Мне хочется еще среди прообразов вспомнить и отметить здесь камни, вес и форму которых я ощущал в своей руке. Камни острые — осколки скал, что попадались мне на дороге к «мачте», или гладкие, которые приятно было гладить рукой — их я находил у моря и тащил к себе в башню, в «музей». Но в особенности я ощущал камень, когда мог забраться на него и сидеть на нем в тени смоковницы, где-нибудь у ручья или фонтана, которых было много в Никитском саду. В особенности было хорошо, когда камень был покрыт плющом.

А вода, которая тихо сочилась среди камней, падала капля за каплей и тонкой ниточкой струилась вдоль тропинки, или же взлетала вверх и рассыпалась брызгами в водоеме, где плавали золотые рыбки и розовые лилии, или же мутнела в бассейне на птичьем дворе, и там уже не лилии плавали на ее поверхности, а перья и пух, или же, наконец, таинственно гудела под землей, прикрытая люком, который мне запрещалось трогать; вода, которая неудержимо стремилась вниз, туда, где было море.

Море соединяло все.
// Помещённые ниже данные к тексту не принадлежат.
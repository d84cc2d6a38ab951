use crate::constants::{ARRIVE_EPSILON, SNAP_EPSILON};
use crate::types::{Direction, Vec2};

#[derive(Clone, Debug)]
pub struct Body {
    pub tile: Vec2,
    pub fx: f32,
    pub fy: f32,
    pub dir: Direction,
}

impl Body {
    pub fn at(tile: Vec2, dir: Direction) -> Self {
        Self {
            tile,
            fx: tile.x as f32,
            fy: tile.y as f32,
            dir,
        }
    }

    pub fn place(&mut self, tile: Vec2) {
        self.tile = tile;
        self.fx = tile.x as f32;
        self.fy = tile.y as f32;
    }

    pub fn settle(&mut self, step: f32) {
        let (tx, ty) = (self.tile.x as f32, self.tile.y as f32);
        if !approach(&mut self.fx, &mut self.fy, tx, ty, step) {
            self.fx = tx;
            self.fy = ty;
        }
    }

    pub fn glide_to(&mut self, target: Vec2, step: f32) -> bool {
        let (tx, ty) = (target.x as f32, target.y as f32);
        approach(&mut self.fx, &mut self.fy, tx, ty, step);
        if (self.fx - tx).abs() < ARRIVE_EPSILON && (self.fy - ty).abs() < ARRIVE_EPSILON {
            self.place(target);
            return true;
        }
        false
    }

    pub fn render_lag(&self) -> f32 {
        (self.tile.x as f32 - self.fx).hypot(self.tile.y as f32 - self.fy)
    }
}

fn approach(fx: &mut f32, fy: &mut f32, tx: f32, ty: f32, step: f32) -> bool {
    let dx = tx - *fx;
    let dy = ty - *fy;
    let dist = dx.hypot(dy);
    if dist <= SNAP_EPSILON {
        return false;
    }
    let travel = step.min(dist);
    *fx += dx / dist * travel;
    *fy += dy / dist * travel;
    true
}

#[cfg(test)]
mod tests {
    use proptest::prelude::*;

    use super::*;
    use crate::constants::{GHOST_STEP, PLAYER_STEP};

    #[test]
    fn settle_snaps_exactly_onto_tile() {
        let mut body = Body::at(Vec2::new(0, 0), Direction::None);
        body.tile = Vec2::new(1, 0);
        let mut ticks = 0;
        while body.fx != 1.0 || body.fy != 0.0 {
            body.settle(GHOST_STEP);
            assert!(body.fx <= 1.0 + 1e-5);
            ticks += 1;
            assert!(ticks <= 10);
        }
        assert_eq!(body.render_lag(), 0.0);
    }

    #[test]
    fn glide_commits_tile_on_arrival() {
        let mut body = Body::at(Vec2::new(2, 2), Direction::Right);
        let target = Vec2::new(3, 2);
        let mut committed = false;
        for _ in 0..10 {
            if body.glide_to(target, PLAYER_STEP) {
                committed = true;
                break;
            }
            assert_eq!(body.tile, Vec2::new(2, 2));
        }
        assert!(committed);
        assert_eq!(body.tile, target);
        assert_eq!((body.fx, body.fy), (3.0, 2.0));
    }

    proptest! {
        #[test]
        fn settle_converges_without_overshoot(
            dx in -1i32..=1,
            dy in -1i32..=1,
            step in 0.05f32..0.9,
        ) {
            let mut body = Body::at(Vec2::new(5, 5), Direction::None);
            body.tile = Vec2::new(5 + dx, 5 + dy);
            let bound = (2.0 / step).ceil() as usize + 1;
            let mut previous = body.render_lag();
            for _ in 0..bound {
                body.settle(step);
                let lag = body.render_lag();
                prop_assert!(lag <= previous + 1e-5);
                previous = lag;
            }
            prop_assert_eq!(body.render_lag(), 0.0);
        }
    }
}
Оно так же, как небо, будило голоса вечности и бесконечности, музыку, прозвучавшую тогда в младенческой душе и уже никогда не смолкавшую. Как я помню это раздумие без слов, когда я всматривался в ночное небо, которое казалось мне полным движения от мерцания бесчисленных звезд, или же когда взор мой тонул в морских далях. Я посещал эти места каждые десять лет, в годовщину смерти моего отца. Когда я бродил по саду, все, что встречало меня в нем, казалось, говорило: «А помнишь?» О, да! Эти места — ковчег моего былого, полный драгоценностей. И мне хотелось просить у всех этих встречавших меня друзей детства — деревьев, камней, водоемов: «Верните мне хоть крупицу моего младенчества, вы же сумели все сберечь для нашей встречи!»

Море временами отступало, и приоткрывался берег зари моей жизни. И нигде, никогда я не был так близок к нему, как здесь. (Да еще, конечно, и это я знаю твердо: детство воскресало во мне в общении с моими детьми, но это чудесная тайна другого порядка. Я должен упоминать о ней здесь с чувством живейшей благодарности моим детям и их детству.)